Un caso come purtroppo tanti altri nel mondo, ma divenuto simbolo di un dramma che ha diviso e continuerà a dividere per sempre gli assertori della “vita comunque” dai sostenitori del distacco dalla macchina che la alimenta forzosamente.

Un punto fermo: la Chiesa asserisce e non potrebbe essere diversamente, che non può essere l’uomo a scegliere i tempi della propria esistenza. Per chi crede, è solo Dio a poterlo stabilire.

Colui che attraverso un atto umano dà la vita è il solo a fissarne la conclusione.
E’ un dogma, un principio assoluto dell’essere cristiani.

E come tale non può essere interpretato elasticamente, modulandolo ai diversi accadimenti della vita terrena di ciascuno di noi.

La religione non può avere sui propri fondamenti interpretazioni che si modifichino con il mutare dei tempi, come invece accade per le clausole generali del diritto che possono adattarsi all’evolversi (o l’involversi) delle società.

Le verità rivelate non sono assimilabili a concetti in divenire quali buona fede, buon costume, ordine pubblico che si trasformano con il cambiare del comune sentire: sono immutabili e come tali vanno lette ed applicate.

Per la Chiesa e per chi in essa si riconosce Eluana deve continuare ad esistere finché la sua vita, essendo un dono divino, non la abbandonerà.

Ma la profondità del tema e la sua drammaticità spingono tanti, anche tra coloro che credono profondamente ad interrogarsi sulla giustezza di tenere accesa quella macchina e con essa la vita di Eluana.

La corte di cassazione, fondando la sua pronuncia sulle volontà espresse dalla ragazza in gioventù, ha annullato il provvedimento della magistratura milanese che aveva dichiarato l’impossibilità di un intervento umano e di fatto ha autorizzato il padre ad un gesto nello stesso tempo liberatorio e terribile.

I difensori del principio di eutanasia sostengono che il problema sarebbe di stretta interpretazione giuridica: la legge stabilisce l’impossibilità di applicare l’accanimento terapeutico, quello che a loro dire si starebbe praticando a Eluana.

Non credo che oggi ci sia qualcuno che possa dare comunque una risposta pretendendola come assolutamente certa.
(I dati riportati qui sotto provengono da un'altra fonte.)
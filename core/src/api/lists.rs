use std::fmt;
use std::str::FromStr;

use chrono::NaiveDate;
use serde::{Deserialize, Serialize};
use serde_json::Value;

use super::{escape, expect_string};
use super::subscribers::Subscriber;
use crate::client::ApiClient;
use crate::error::{ApiError, Result};
use crate::http::HttpMethod;
use crate::query::QueryParams;
use crate::transport::Transport;
use crate::types::{format_date, Page, PageOptions};

/// Subscriber state used to select a list's members.
#[derive(Debug, Clone, Copy, PartialEq, Eq)]
pub enum SubscriberGroup {
    Active,
    Unconfirmed,
    Unsubscribed,
    Bounced,
    Deleted,
}

impl SubscriberGroup {
    pub const ALL: [SubscriberGroup; 5] = [
        SubscriberGroup::Active,
        SubscriberGroup::Unconfirmed,
        SubscriberGroup::Unsubscribed,
        SubscriberGroup::Bounced,
        SubscriberGroup::Deleted,
    ];

    pub fn as_str(self) -> &'static str {
        match self {
            SubscriberGroup::Active => "active",
            SubscriberGroup::Unconfirmed => "unconfirmed",
            SubscriberGroup::Unsubscribed => "unsubscribed",
            SubscriberGroup::Bounced => "bounced",
            SubscriberGroup::Deleted => "deleted",
        }
    }
}

impl fmt::Display for SubscriberGroup {
    fn fmt(&self, f: &mut fmt::Formatter<'_>) -> fmt::Result {
        f.write_str(self.as_str())
    }
}

impl FromStr for SubscriberGroup {
    type Err = String;

    fn from_str(s: &str) -> std::result::Result<Self, Self::Err> {
        SubscriberGroup::ALL
            .into_iter()
            .find(|group| group.as_str().eq_ignore_ascii_case(s))
            .ok_or_else(|| {
                format!("unknown subscriber group {s:?} (expected active, unconfirmed, unsubscribed, bounced or deleted)")
            })
    }
}

/// Filters for `list_subscribers`.
#[derive(Debug, Clone, Default, PartialEq, Eq)]
pub struct ListSubscribersOptions {
    /// Only subscribers added or changed on or after this date.
    pub date: Option<NaiveDate>,
    pub page: PageOptions,
}

/// Whether unsubscribing from the list also unsubscribes from the client's
/// other lists.
#[derive(Debug, Clone, Copy, PartialEq, Eq, Serialize, Deserialize)]
pub enum UnsubscribeSetting {
    AllClientLists,
    OnlyThisList,
}

#[derive(Debug, Clone, Default, PartialEq, Eq, Serialize)]
#[serde(rename_all = "PascalCase")]
pub struct ListCreateOptions {
    pub title: String,
    pub unsubscribe_page: String,
    /// Required; `create_list` refuses to send without it.
    pub unsubscribe_setting: Option<UnsubscribeSetting>,
    pub confirmed_optin: bool,
    pub confirmation_success_page: String,
}

#[derive(Debug, Clone, Copy, PartialEq, Eq, Serialize, Deserialize)]
pub enum DataType {
    Text,
    Number,
    MultiSelectOne,
    MultiSelectMany,
    Date,
    Country,
    #[serde(rename = "USState")]
    UsState,
}

/// A custom field defined on a list.
#[derive(Debug, Clone, PartialEq, Eq, Serialize, Deserialize)]
#[serde(rename_all = "PascalCase")]
pub struct CustomFieldDefinition {
    pub field_name: String,
    /// Bracketed key, e.g. `[website]`.
    pub key: String,
    pub data_type: DataType,
    #[serde(default)]
    pub field_options: Vec<String>,
    #[serde(default)]
    pub visible_in_preference_center: bool,
}

#[derive(Debug, Clone, PartialEq, Eq, Serialize)]
#[serde(rename_all = "PascalCase")]
pub struct CustomFieldCreate {
    pub field_name: String,
    pub data_type: DataType,
    #[serde(skip_serializing_if = "Vec::is_empty")]
    pub options: Vec<String>,
    pub visible_in_preference_center: bool,
}

#[derive(Debug, Clone, PartialEq, Eq, Serialize, Deserialize)]
pub struct ListSegment {
    #[serde(rename = "ListID")]
    pub list_id: String,
    #[serde(rename = "SegmentID")]
    pub segment_id: String,
    #[serde(rename = "Title")]
    pub title: String,
}

impl<T: Transport> ApiClient<T> {
    /// Fetches one page of the subscribers of `list_id` in `group`.
    pub fn list_subscribers(
        &self,
        list_id: &str,
        group: SubscriberGroup,
        options: Option<&ListSubscribersOptions>,
    ) -> Result<Page<Subscriber>> {
        let mut query = QueryParams::new();
        if let Some(options) = options {
            query.set_opt("date", options.date.map(format_date));
            options.page.apply(&mut query);
        }
        let path = query.append_to(&format!("lists/{}/{group}.json", escape(list_id)));
        let req = self.request(HttpMethod::Get, &path)?;
        self.execute(req)
    }

    /// Creates a list for `client_id` and returns the new list ID.
    pub fn create_list(&self, client_id: &str, options: &ListCreateOptions) -> Result<String> {
        if options.unsubscribe_setting.is_none() {
            return Err(ApiError::InvalidOptions("UnsubscribeSetting not set"));
        }
        let path = format!("lists/{}.json", escape(client_id));
        let req = self.new_request(HttpMethod::Post, &path, Some(options))?;
        let id: Value = self.execute(req)?;
        expect_string(id)
    }

    pub fn delete_list(&self, list_id: &str) -> Result<()> {
        let req = self.request(HttpMethod::Delete, &format!("lists/{}.json", escape(list_id)))?;
        self.execute_empty(req)
    }

    pub fn list_custom_fields(&self, list_id: &str) -> Result<Vec<CustomFieldDefinition>> {
        let path = format!("lists/{}/customfields.json", escape(list_id));
        let req = self.request(HttpMethod::Get, &path)?;
        self.execute(req)
    }

    /// Creates a custom field and returns its key.
    pub fn create_custom_field(&self, list_id: &str, field: &CustomFieldCreate) -> Result<String> {
        let req = self.new_request(
            HttpMethod::Post,
            &format!("lists/{}/customfields.json", escape(list_id)),
            Some(field),
        )?;
        let key: Value = self.execute(req)?;
        expect_string(key)
    }

    pub fn delete_custom_field(&self, list_id: &str, key: &str) -> Result<()> {
        let path = format!("lists/{}/customfields/{}.json", escape(list_id), escape(key));
        let req = self.request(HttpMethod::Delete, &path)?;
        self.execute_empty(req)
    }

    pub fn list_segments(&self, list_id: &str) -> Result<Vec<ListSegment>> {
        let path = format!("lists/{}/segments.json", escape(list_id));
        let req = self.request(HttpMethod::Get, &path)?;
        self.execute(req)
    }
}
use clap::Parser;
use griddle::{HttpPrimaryStore, HttpSearchIndex, SyncConfig, SyncOrchestrator};
use std::sync::Arc;
use std::time::Duration;
use tracing_subscriber::{layer::SubscriberExt, util::SubscriberInitExt};

#[derive(Parser)]
#[command(name = "griddle")]
struct Cli {
    /// Directory holding sync.json (optional overrides).
    #[arg(long, env = "GRIDDLE_DATA_DIR", default_value = "./data")]
    data_dir: String,

    #[arg(long, env = "GRIDDLE_STORE_URL")]
    store_url: Option<String>,

    #[arg(long, env = "GRIDDLE_SEARCH_URL")]
    search_url: Option<String>,

    /// How often to re-run discovery so new tenant databases are picked up.
    #[arg(long, env = "GRIDDLE_DISCOVERY_INTERVAL_SECS", default_value = "60")]
    discovery_interval_secs: u64,
}

#[tokio::main]
async fn main() -> Result<(), Box<dyn std::error::Error>> {
    let cli = Cli::parse();

    tracing_subscriber::registry()
        .with(tracing_subscriber::EnvFilter::new(
            std::env::var("RUST_LOG").unwrap_or_else(|_| "info".into()),
        ))
        .with(tracing_subscriber::fmt::layer())
        .init();

    let mut config = SyncConfig::load_or_default(std::path::Path::new(&cli.data_dir));
    if let Some(url) = cli.store_url {
        config.store_url = url;
    }
    if let Some(url) = cli.search_url {
        config.search_url = url;
    }

    tracing::info!(
        "griddle starting: store={} search={} prefix={}",
        config.store_url,
        config.search_url,
        config.database_prefix
    );

    let store = Arc::new(HttpPrimaryStore::new(config.store_url.clone()));
    let search = Arc::new(HttpSearchIndex::new(config.search_url.clone()));
    let orchestrator = SyncOrchestrator::new(store, search, config);
    griddle::set_global_orchestrator(Arc::clone(&orchestrator));

    let mut discovery_interval =
        tokio::time::interval(Duration::from_secs(cli.discovery_interval_secs.max(1)));

    loop {
        tokio::select! {
            _ = discovery_interval.tick() => {
                if let Err(e) = orchestrator.discover_and_watch_all().await {
                    // The store being briefly unreachable is not fatal; the
                    // next pass retries.
                    tracing::warn!("discovery pass failed: {}", e);
                }
                let status = orchestrator.status();
                tracing::info!(
                    "watching {} databases, {} operations pending",
                    status.databases.len(),
                    status.pending_operations
                );
            }
            _ = tokio::signal::ctrl_c() => {
                tracing::info!("shutdown signal received");
                break;
            }
        }
    }

    orchestrator.shutdown().await;
    Ok(())
}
Troppe sono le implicazioni religiose, morali, scientifiche.

Con tutta onestà mi terrorizza il pensare “giusto” il momento in cui qualcuno deciderà di staccare quella spina, così come credo lacerante e stravolgente la scelta della famiglia.
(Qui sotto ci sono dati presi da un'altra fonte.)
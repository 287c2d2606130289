//! Pure document transformation: primary-store document in, index document out.

use chrono::{DateTime, Utc};
use serde::{Deserialize, Serialize};
use serde_json::Value;

use crate::types::{DatabaseKind, DocumentId, TenantId};

/// Schema version of user records this build understands. Documents tagged
/// with any other version are skipped, not errors — old and foreign documents
/// coexist in a primary database without corrupting the index.
pub const USER_SCHEMA_VERSION: u32 = 3;

/// Schema version of audit entries this build understands.
pub const AUDIT_SCHEMA_VERSION: u32 = 1;

/// Target schema version for a database kind; the migration manager creates
/// `<alias>_v<version>` indices from this.
pub fn target_schema_version(kind: DatabaseKind) -> u32 {
    match kind {
        DatabaseKind::UserData => USER_SCHEMA_VERSION,
        DatabaseKind::AuditLog => AUDIT_SCHEMA_VERSION,
    }
}

/// A primary-store document this build knows how to index, one variant per
/// supported schema version. Parsing is driven by the numeric
/// `schema_version` tag rather than structural probing.
#[derive(Debug, Clone)]
pub enum SourceDocument {
    UserV3(UserRecordV3),
    AuditV1(AuditEntryV1),
}

/// User record, schema version 3.
#[derive(Debug, Clone, Deserialize)]
pub struct UserRecordV3 {
    #[serde(rename = "_id")]
    pub id: DocumentId,
    pub title: Option<String>,
    pub content: Option<String>,
    #[serde(default)]
    pub tags: Vec<String>,
    pub folder: Option<String>,
    #[serde(default)]
    pub pinned: bool,
    pub created_at: Option<DateTime<Utc>>,
    pub updated_at: Option<DateTime<Utc>>,
}

/// Activity-log entry, schema version 1.
#[derive(Debug, Clone, Deserialize)]
pub struct AuditEntryV1 {
    #[serde(rename = "_id")]
    pub id: DocumentId,
    pub action: Option<String>,
    pub actor: Option<String>,
    pub target_id: Option<String>,
    pub detail: Option<String>,
    pub occurred_at: Option<DateTime<Utc>>,
}

// Index documents. Every Option serializes to an explicit null — the index
// mappings are strict, and "missing" vs "null" must never be ambiguous.

#[derive(Debug, Clone, Serialize)]
struct IndexedUserRecord {
    tenant_id: TenantId,
    database: String,
    title: Option<String>,
    content: Option<String>,
    tags: Vec<String>,
    folder: Option<String>,
    pinned: bool,
    created_at: Option<DateTime<Utc>>,
    updated_at: Option<DateTime<Utc>>,
}

#[derive(Debug, Clone, Serialize)]
struct IndexedAuditEntry {
    tenant_id: TenantId,
    database: String,
    action: Option<String>,
    actor: Option<String>,
    target_id: Option<String>,
    detail: Option<String>,
    occurred_at: Option<DateTime<Utc>>,
}

fn schema_version_tag(doc: &Value) -> Option<u32> {
    doc.get("schema_version").and_then(Value::as_u64).map(|v| v as u32)
}

impl SourceDocument {
    /// Parse a raw store document for the given database kind. Returns `None`
    /// when the version tag is missing, unrecognized, or the body does not
    /// deserialize as that version.
    pub fn parse(kind: DatabaseKind, doc: &Value) -> Option<SourceDocument> {
        match (kind, schema_version_tag(doc)?) {
            (DatabaseKind::UserData, USER_SCHEMA_VERSION) => serde_json::from_value(doc.clone())
                .ok()
                .map(SourceDocument::UserV3),
            (DatabaseKind::AuditLog, AUDIT_SCHEMA_VERSION) => serde_json::from_value(doc.clone())
                .ok()
                .map(SourceDocument::AuditV1),
            _ => None,
        }
    }

    pub fn id(&self) -> &str {
        match self {
            SourceDocument::UserV3(r) => &r.id,
            SourceDocument::AuditV1(e) => &e.id,
        }
    }
}

/// Transform a primary-store document into its index document. Pure and
/// deterministic; returns `None` (skip, no operation) for documents tagged
/// with a schema version this build does not understand.
pub fn transform(doc: &Value, tenant_id: &str, database: &str) -> Option<(DocumentId, Value)> {
    let kind = kind_of_database(database)?;
    let source = SourceDocument::parse(kind, doc)?;
    let doc_id = source.id().to_string();

    let indexed = match source {
        SourceDocument::UserV3(r) => serde_json::to_value(IndexedUserRecord {
            tenant_id: tenant_id.to_string(),
            database: database.to_string(),
            title: r.title,
            content: r.content,
            tags: r.tags,
            folder: r.folder,
            pinned: r.pinned,
            created_at: r.created_at,
            updated_at: r.updated_at,
        }),
        SourceDocument::AuditV1(e) => serde_json::to_value(IndexedAuditEntry {
            tenant_id: tenant_id.to_string(),
            database: database.to_string(),
            action: e.action,
            actor: e.actor,
            target_id: e.target_id,
            detail: e.detail,
            occurred_at: e.occurred_at,
        }),
    };

    indexed.ok().map(|v| (doc_id, v))
}

// The transformer is handed the database name, not a pre-parsed kind; the
// suffix convention is the same one discovery uses, minus the prefix check
// (the orchestrator only watches databases that already passed it).
fn kind_of_database(database: &str) -> Option<DatabaseKind> {
    if database.contains("_user_") {
        Some(DatabaseKind::UserData)
    } else if database.contains("_audit_") {
        Some(DatabaseKind::AuditLog)
    } else {
        None
    }
}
Ma con altrettanta sincerità trovo difficile definire quell’eventuale atto, terribile e lancinante, come un omicidio.

Un dramma nel dramma destinato comunque a separarere le coscienze.

Ma in tutta questa vicenda un aspetto pare veramente insopportabile, provocando un fastidio quasi fisico.
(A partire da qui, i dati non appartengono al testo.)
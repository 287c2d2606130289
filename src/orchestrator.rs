//! Top-level coordination: discovery, per-database lifecycle, status.

use dashmap::DashMap;
use std::sync::atomic::{AtomicBool, Ordering};
use std::sync::Arc;

use crate::batch::BatchProcessor;
use crate::config::SyncConfig;
use crate::error::{GriddleError, Result};
use crate::migration::{MigrationManager, MigrationState};
use crate::search::SearchIndex;
use crate::store::PrimaryStore;
use crate::transform::transform;
use crate::types::{parse_database_name, DatabaseKind, PendingOperation, SyncStatus, TenantId};
use crate::watcher::{ChangeFeedWatcher, DatabaseSyncState};

/// Owns the registry of active per-database sync pipelines and drives
/// discovery, migration, backfill, and watcher lifecycle.
///
/// Created with [`SyncOrchestrator::new`], which returns `Arc<Self>`; it is
/// shared with the embedding service for status and lifecycle calls.
pub struct SyncOrchestrator {
    store: Arc<dyn PrimaryStore>,
    batch: Arc<BatchProcessor>,
    migration: Arc<MigrationManager>,
    watcher: ChangeFeedWatcher,
    config: SyncConfig,
    /// One live entry per watched database name.
    registry: DashMap<String, Arc<DatabaseSyncState>>,
    /// Databases mid-`watch` (migration possibly running). Keeps per-tenant
    /// migration strictly sequential under concurrent watch calls.
    starting: DashMap<String, ()>,
    initialized: AtomicBool,
}

impl SyncOrchestrator {
    pub fn new(
        store: Arc<dyn PrimaryStore>,
        search: Arc<dyn SearchIndex>,
        config: SyncConfig,
    ) -> Arc<Self> {
        let batch = BatchProcessor::new(Arc::clone(&search), &config);
        batch.start_timer();

        let migration = Arc::new(MigrationManager::new(
            Arc::clone(&store),
            Arc::clone(&search),
            config.mappings.clone(),
        ));

        let watcher = ChangeFeedWatcher::new(
            Arc::clone(&store),
            Arc::clone(&batch),
            Arc::clone(&migration),
            &config,
        );

        Arc::new(Self {
            store,
            batch,
            migration,
            watcher,
            config,
            registry: DashMap::new(),
            starting: DashMap::new(),
            initialized: AtomicBool::new(false),
        })
    }

    /// List every database in the primary store and watch all syncable ones
    /// not already in the registry. Each database migrates and starts on its
    /// own task; one tenant's failure never touches another's pipeline.
    pub async fn discover_and_watch_all(self: &Arc<Self>) -> Result<()> {
        let databases = self.store.list_databases().await?;

        let mut handles = Vec::new();
        for database in databases {
            if parse_database_name(&self.config.database_prefix, &database).is_none() {
                continue;
            }
            if self.registry.contains_key(&database) {
                continue;
            }

            let orchestrator = Arc::clone(self);
            handles.push(tokio::spawn(async move {
                if let Err(e) = orchestrator.watch(&database).await {
                    tracing::error!("[SYNC {}] watch failed: {}", database, e);
                }
            }));
        }

        let started = handles.len();
        for handle in handles {
            let _ = handle.await;
        }

        self.initialized.store(true, Ordering::Relaxed);
        tracing::info!(
            "[SYNC] discovery complete, {} new, {} watched total",
            started,
            self.registry.len()
        );
        Ok(())
    }

    /// Start syncing one database: run the migration check, backfill or
    /// reindex if required, then begin live tailing. Idempotent — watching
    /// an already-watched database logs and no-ops.
    pub async fn watch(&self, database: &str) -> Result<()> {
        let (kind, tenant_id) =
            parse_database_name(&self.config.database_prefix, database)
                .ok_or_else(|| GriddleError::NotSyncable(database.to_string()))?;

        if self.registry.contains_key(database) {
            tracing::info!("[SYNC {}] already watching", database);
            return Ok(());
        }
        if self.starting.insert(database.to_string(), ()).is_some() {
            tracing::info!("[SYNC {}] watch already in progress", database);
            return Ok(());
        }

        let result = self.watch_inner(database, kind, tenant_id).await;
        self.starting.remove(database);
        result
    }

    async fn watch_inner(
        &self,
        database: &str,
        kind: DatabaseKind,
        tenant_id: TenantId,
    ) -> Result<()> {
        let check = self.migration.check(database, kind).await?;
        tracing::info!(
            "[SYNC {}] state {:?}, target v{}, index {}",
            database,
            check.state,
            check.target_version,
            check.index_name
        );

        if check.migration_required {
            self.migration.create_target(database, kind, &check).await?;

            match check.state {
                MigrationState::LegacyUnversioned => {
                    self.migration.migrate_legacy(database, &check).await?;
                }
                _ => {
                    if check.backfill_required {
                        self.backfill(database, &tenant_id, &check.index_name).await?;
                        // Everything the backfill produced must be in the
                        // index before the alias moves.
                        self.batch.flush().await.map_err(|e| {
                            GriddleError::migration(database, format!("backfill flush: {}", e))
                        })?;
                    }
                    self.migration.finalize(database, &check).await?;
                }
            }
        }

        let state = DatabaseSyncState::new(
            database.to_string(),
            check.index_name,
            kind,
            tenant_id,
            check.target_version,
            check.resume_seq,
        );

        // Entry API keeps the one-state-per-database invariant under
        // concurrent watch calls: the loser drops its state unstarted.
        match self.registry.entry(database.to_string()) {
            dashmap::mapref::entry::Entry::Occupied(_) => {
                tracing::info!("[SYNC {}] already watching", database);
                return Ok(());
            }
            dashmap::mapref::entry::Entry::Vacant(entry) => {
                entry.insert(Arc::clone(&state));
            }
        }

        self.watcher.start(state).await;
        Ok(())
    }

    /// Stop syncing one database and drop it from the registry. The target
    /// index is left untouched.
    pub async fn unwatch(&self, database: &str) -> Result<()> {
        let Some((_, state)) = self.registry.remove(database) else {
            tracing::info!("[SYNC {}] not watching, nothing to do", database);
            return Ok(());
        };

        self.watcher.stop(&state).await;
        tracing::info!("[SYNC {}] unwatched", database);
        Ok(())
    }

    /// Read-only status for the embedding service.
    pub fn status(&self) -> SyncStatus {
        let mut databases: Vec<_> = self
            .registry
            .iter()
            .map(|entry| entry.value().summary())
            .collect();
        databases.sort_by(|a, b| a.database.cmp(&b.database));

        SyncStatus {
            initialized: self.initialized.load(Ordering::Relaxed),
            pending_operations: self.batch.pending_count(),
            databases,
        }
    }

    /// Stop every watcher (each persists its final token), stop the batch
    /// timer, and run one last flush. Waits for any in-flight flush rather
    /// than aborting it.
    pub async fn shutdown(&self) {
        let databases: Vec<String> = self.registry.iter().map(|e| e.key().clone()).collect();
        for database in databases {
            if let Err(e) = self.unwatch(&database).await {
                tracing::warn!("[SYNC {}] unwatch during shutdown failed: {}", database, e);
            }
        }

        self.batch.stop_timer();
        if let Err(e) = self.batch.flush().await {
            tracing::warn!("[SYNC] final flush failed: {}", e);
        }

        tracing::info!("[SYNC] shutdown complete");
    }

    /// One-time read of every existing document, pushed through the
    /// transformer into the target index. Page-by-page and synchronous: it
    /// blocks this database's feed start, nobody else's.
    async fn backfill(&self, database: &str, tenant_id: &TenantId, index_name: &str) -> Result<()> {
        let page_size = self.config.backfill_page_size;
        let mut start_after: Option<String> = None;
        let mut read = 0usize;
        let mut indexed = 0usize;

        loop {
            let page = self
                .store
                .read_page(database, start_after.as_deref(), page_size)
                .await?;

            read += page.rows.len();
            for row in &page.rows {
                if let Some((doc_id, document)) = transform(&row.document, tenant_id, database) {
                    indexed += 1;
                    if let Err(e) = self
                        .batch
                        .enqueue(PendingOperation::Upsert {
                            index: index_name.to_string(),
                            doc_id,
                            document,
                        })
                        .await
                    {
                        // Queued, not lost; the final flush before alias
                        // cutover retries.
                        tracing::warn!("[SYNC {}] backfill flush failed: {}", database, e);
                    }
                }
            }

            match page.next_start {
                Some(next) => start_after = Some(next),
                None => break,
            }
        }

        tracing::info!(
            "[SYNC {}] backfill read {} documents, indexed {}",
            database,
            read,
            indexed
        );
        Ok(())
    }
}

impl SyncOrchestrator {
    /// Convenience accessor used by the embedding service's health checks.
    pub fn is_initialized(&self) -> bool {
        self.initialized.load(Ordering::Relaxed)
    }

    /// Databases currently registered. Primarily for tests and debugging.
    pub fn watched_count(&self) -> usize {
        self.registry.len()
    }
}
In un mondo in cui tutto è spettacolarizzato, in cui ogni comportamento umano è oggetto di intervento di microfoni o telecamere, assistiamo ad una pressione della cosiddetta informazione semplicemente ripugnante.

Facciamo sparire quei ciarlatani in servizio permanente effettivo da sotto le finestre di Eluana, giornalmente collegati con i Tg di ogni emittente televisiva, rapaci pronti a cogliere uno sguardo o una battuta di parenti o amici, in un volgare mercato falsamente ammantato da missioni mass mediatiche.

Un’ultima nota: ho molta stima degli esponenti e delle tesi del “Movimento per la vita”, avendo discusso tanti anni addietro la mia tesi con il professor Luigi Lombardi Vallauri, all’epoca uno dei più importanti esponenti di tale associazione.
Ma l’aver ascoltato un dirigente del Movimento che chiedeva di mostrare Eluana in Tv per poter far meglio valutare il suo dramma, mi è sembrato veramente inaccettabile.

Questa sfortunata ragazza ha soltanto bisogno di una cosa: rispetto.

Migliore modo di dimostrarlo è lasciarla in pace insieme alla sua famiglia, consegnando alle coscienze di ciascuno i tanti interrogativi e le possibili risposte.

Un Paese socialmente evoluto dovrebbe impedire, oltre che l’accanimento terapeutico, anche quello dei mezzi di comunicazione, per lo più divenuti falsi e pessimi maestri di vita.

Questa si che sarebbe una grande lezione di civiltà.